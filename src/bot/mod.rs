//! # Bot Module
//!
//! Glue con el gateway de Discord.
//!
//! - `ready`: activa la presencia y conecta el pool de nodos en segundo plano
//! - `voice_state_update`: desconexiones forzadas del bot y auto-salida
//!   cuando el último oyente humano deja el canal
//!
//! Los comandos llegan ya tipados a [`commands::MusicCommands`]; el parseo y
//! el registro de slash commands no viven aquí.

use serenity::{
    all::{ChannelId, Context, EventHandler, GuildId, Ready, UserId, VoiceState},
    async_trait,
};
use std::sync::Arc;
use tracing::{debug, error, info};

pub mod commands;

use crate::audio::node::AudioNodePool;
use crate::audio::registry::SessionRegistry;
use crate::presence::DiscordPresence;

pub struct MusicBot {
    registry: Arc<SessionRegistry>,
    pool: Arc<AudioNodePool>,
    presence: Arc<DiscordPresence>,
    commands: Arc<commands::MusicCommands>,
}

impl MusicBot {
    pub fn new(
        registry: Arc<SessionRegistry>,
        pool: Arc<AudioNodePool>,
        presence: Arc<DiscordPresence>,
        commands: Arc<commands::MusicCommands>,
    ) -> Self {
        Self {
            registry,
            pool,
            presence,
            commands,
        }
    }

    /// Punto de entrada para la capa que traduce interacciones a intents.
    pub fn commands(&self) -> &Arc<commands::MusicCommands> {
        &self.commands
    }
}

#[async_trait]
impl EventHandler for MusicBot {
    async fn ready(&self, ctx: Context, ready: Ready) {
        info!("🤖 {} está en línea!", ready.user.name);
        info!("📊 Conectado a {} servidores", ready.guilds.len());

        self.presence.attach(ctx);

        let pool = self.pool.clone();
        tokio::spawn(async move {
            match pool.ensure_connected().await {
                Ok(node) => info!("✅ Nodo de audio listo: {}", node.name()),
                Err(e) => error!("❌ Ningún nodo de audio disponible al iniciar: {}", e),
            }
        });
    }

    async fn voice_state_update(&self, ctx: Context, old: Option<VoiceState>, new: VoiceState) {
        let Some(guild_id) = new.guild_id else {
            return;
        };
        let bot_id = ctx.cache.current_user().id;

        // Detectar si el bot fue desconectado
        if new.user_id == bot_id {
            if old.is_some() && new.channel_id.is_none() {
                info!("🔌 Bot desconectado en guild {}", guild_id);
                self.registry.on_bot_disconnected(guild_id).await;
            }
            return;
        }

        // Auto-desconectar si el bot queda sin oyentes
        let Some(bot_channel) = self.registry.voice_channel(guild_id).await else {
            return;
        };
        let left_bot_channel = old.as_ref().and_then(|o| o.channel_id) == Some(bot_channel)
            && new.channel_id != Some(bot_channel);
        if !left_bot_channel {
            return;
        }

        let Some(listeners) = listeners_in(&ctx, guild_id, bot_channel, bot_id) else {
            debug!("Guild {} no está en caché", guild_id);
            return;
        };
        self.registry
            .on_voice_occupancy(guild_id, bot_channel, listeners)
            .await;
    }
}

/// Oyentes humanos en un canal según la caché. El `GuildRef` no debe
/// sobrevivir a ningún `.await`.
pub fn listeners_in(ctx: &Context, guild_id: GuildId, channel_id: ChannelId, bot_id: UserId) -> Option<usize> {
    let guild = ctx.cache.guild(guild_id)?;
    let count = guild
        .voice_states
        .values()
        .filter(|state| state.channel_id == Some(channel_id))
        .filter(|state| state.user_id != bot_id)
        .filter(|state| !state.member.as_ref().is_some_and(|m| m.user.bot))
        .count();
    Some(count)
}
---
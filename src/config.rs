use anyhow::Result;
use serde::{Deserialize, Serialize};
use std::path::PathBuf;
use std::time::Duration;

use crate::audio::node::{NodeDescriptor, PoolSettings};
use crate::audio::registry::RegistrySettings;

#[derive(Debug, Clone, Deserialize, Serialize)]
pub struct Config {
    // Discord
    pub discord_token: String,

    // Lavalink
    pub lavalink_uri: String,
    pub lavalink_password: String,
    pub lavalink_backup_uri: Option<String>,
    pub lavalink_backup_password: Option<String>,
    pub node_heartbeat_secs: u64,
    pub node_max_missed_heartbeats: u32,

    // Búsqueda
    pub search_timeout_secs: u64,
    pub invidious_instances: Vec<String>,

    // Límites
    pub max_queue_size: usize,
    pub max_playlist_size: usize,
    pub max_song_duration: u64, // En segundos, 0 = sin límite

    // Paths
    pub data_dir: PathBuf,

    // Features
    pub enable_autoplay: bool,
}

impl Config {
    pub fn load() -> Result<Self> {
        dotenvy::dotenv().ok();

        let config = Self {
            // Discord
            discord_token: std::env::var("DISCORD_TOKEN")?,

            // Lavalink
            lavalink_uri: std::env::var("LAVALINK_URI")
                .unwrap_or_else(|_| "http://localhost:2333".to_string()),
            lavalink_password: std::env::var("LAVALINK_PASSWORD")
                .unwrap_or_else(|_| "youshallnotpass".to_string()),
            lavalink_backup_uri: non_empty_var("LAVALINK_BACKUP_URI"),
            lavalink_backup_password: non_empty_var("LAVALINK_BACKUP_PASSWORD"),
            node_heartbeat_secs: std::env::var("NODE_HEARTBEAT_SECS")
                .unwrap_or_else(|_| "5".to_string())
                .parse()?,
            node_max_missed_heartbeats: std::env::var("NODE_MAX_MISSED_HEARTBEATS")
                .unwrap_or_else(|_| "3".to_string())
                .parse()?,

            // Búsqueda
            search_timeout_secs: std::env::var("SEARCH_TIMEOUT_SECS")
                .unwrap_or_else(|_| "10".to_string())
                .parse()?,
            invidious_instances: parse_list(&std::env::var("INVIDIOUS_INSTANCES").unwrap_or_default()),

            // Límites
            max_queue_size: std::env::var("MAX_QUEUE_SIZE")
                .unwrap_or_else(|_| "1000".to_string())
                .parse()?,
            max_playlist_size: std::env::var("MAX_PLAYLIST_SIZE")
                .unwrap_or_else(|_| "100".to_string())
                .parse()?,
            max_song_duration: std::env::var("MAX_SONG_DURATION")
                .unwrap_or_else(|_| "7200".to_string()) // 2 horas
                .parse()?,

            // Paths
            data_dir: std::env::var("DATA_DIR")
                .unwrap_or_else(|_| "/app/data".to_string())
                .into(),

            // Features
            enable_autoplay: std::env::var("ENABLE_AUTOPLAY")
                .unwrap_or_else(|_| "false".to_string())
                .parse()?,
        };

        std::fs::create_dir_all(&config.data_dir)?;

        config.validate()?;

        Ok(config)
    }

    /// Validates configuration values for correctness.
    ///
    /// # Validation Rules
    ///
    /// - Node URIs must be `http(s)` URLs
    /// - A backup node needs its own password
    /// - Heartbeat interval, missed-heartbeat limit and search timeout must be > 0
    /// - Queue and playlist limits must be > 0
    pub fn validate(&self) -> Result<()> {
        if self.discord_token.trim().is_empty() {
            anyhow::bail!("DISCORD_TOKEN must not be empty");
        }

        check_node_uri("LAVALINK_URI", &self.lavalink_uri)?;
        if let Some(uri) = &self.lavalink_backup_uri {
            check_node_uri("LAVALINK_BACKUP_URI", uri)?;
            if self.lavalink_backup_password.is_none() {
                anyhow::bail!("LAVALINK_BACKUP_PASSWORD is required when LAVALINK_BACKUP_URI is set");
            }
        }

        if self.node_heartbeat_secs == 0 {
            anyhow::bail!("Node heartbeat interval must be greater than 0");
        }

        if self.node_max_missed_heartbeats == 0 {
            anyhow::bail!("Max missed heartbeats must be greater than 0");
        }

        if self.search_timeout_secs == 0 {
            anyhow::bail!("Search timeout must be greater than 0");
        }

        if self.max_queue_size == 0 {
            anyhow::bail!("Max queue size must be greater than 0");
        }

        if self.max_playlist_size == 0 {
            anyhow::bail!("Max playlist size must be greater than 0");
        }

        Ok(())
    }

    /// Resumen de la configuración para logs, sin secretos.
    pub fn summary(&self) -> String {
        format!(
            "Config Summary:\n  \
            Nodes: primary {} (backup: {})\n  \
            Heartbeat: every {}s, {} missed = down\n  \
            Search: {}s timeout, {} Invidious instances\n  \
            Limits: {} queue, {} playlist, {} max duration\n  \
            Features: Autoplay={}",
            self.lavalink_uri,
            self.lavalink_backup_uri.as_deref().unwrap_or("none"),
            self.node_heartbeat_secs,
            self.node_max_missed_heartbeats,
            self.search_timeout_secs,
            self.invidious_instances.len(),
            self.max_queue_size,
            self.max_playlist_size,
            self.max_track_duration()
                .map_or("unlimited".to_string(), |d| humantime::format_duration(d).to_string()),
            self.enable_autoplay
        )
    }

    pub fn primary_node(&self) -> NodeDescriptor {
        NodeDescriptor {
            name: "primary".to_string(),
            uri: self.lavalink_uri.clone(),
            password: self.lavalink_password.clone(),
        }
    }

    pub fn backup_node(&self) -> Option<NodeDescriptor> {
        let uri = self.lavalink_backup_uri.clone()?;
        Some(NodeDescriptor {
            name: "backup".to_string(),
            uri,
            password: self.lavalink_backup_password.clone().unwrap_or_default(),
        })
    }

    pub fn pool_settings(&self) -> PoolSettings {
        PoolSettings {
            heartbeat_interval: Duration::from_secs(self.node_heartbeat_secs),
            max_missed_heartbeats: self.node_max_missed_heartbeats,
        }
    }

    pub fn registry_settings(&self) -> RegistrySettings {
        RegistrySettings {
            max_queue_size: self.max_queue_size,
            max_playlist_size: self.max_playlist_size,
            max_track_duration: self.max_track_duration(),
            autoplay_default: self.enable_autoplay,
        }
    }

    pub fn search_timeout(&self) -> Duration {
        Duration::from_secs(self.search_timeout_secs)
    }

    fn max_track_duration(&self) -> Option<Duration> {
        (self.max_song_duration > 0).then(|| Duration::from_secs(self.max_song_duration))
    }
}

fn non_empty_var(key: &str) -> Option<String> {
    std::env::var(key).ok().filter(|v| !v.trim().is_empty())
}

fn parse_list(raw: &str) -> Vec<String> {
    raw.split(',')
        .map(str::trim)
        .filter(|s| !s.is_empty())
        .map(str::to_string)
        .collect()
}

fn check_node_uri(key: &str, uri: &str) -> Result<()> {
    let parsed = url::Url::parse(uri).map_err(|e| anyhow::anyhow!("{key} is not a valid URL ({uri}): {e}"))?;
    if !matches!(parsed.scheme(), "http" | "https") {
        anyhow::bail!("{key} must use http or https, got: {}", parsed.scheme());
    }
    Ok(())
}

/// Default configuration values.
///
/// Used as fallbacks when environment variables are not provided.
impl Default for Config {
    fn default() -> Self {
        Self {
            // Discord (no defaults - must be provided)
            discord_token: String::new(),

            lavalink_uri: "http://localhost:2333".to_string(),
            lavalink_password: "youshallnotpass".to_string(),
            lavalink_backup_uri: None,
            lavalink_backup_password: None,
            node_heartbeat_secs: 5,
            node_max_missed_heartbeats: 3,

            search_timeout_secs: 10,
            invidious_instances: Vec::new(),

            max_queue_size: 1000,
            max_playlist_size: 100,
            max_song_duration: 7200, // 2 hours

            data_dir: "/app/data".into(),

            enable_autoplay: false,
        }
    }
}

▶ _Exercise goal_
Number of lines containing "filter" in the data: state it and nothing more.

▶ _Solution to this exercise_
5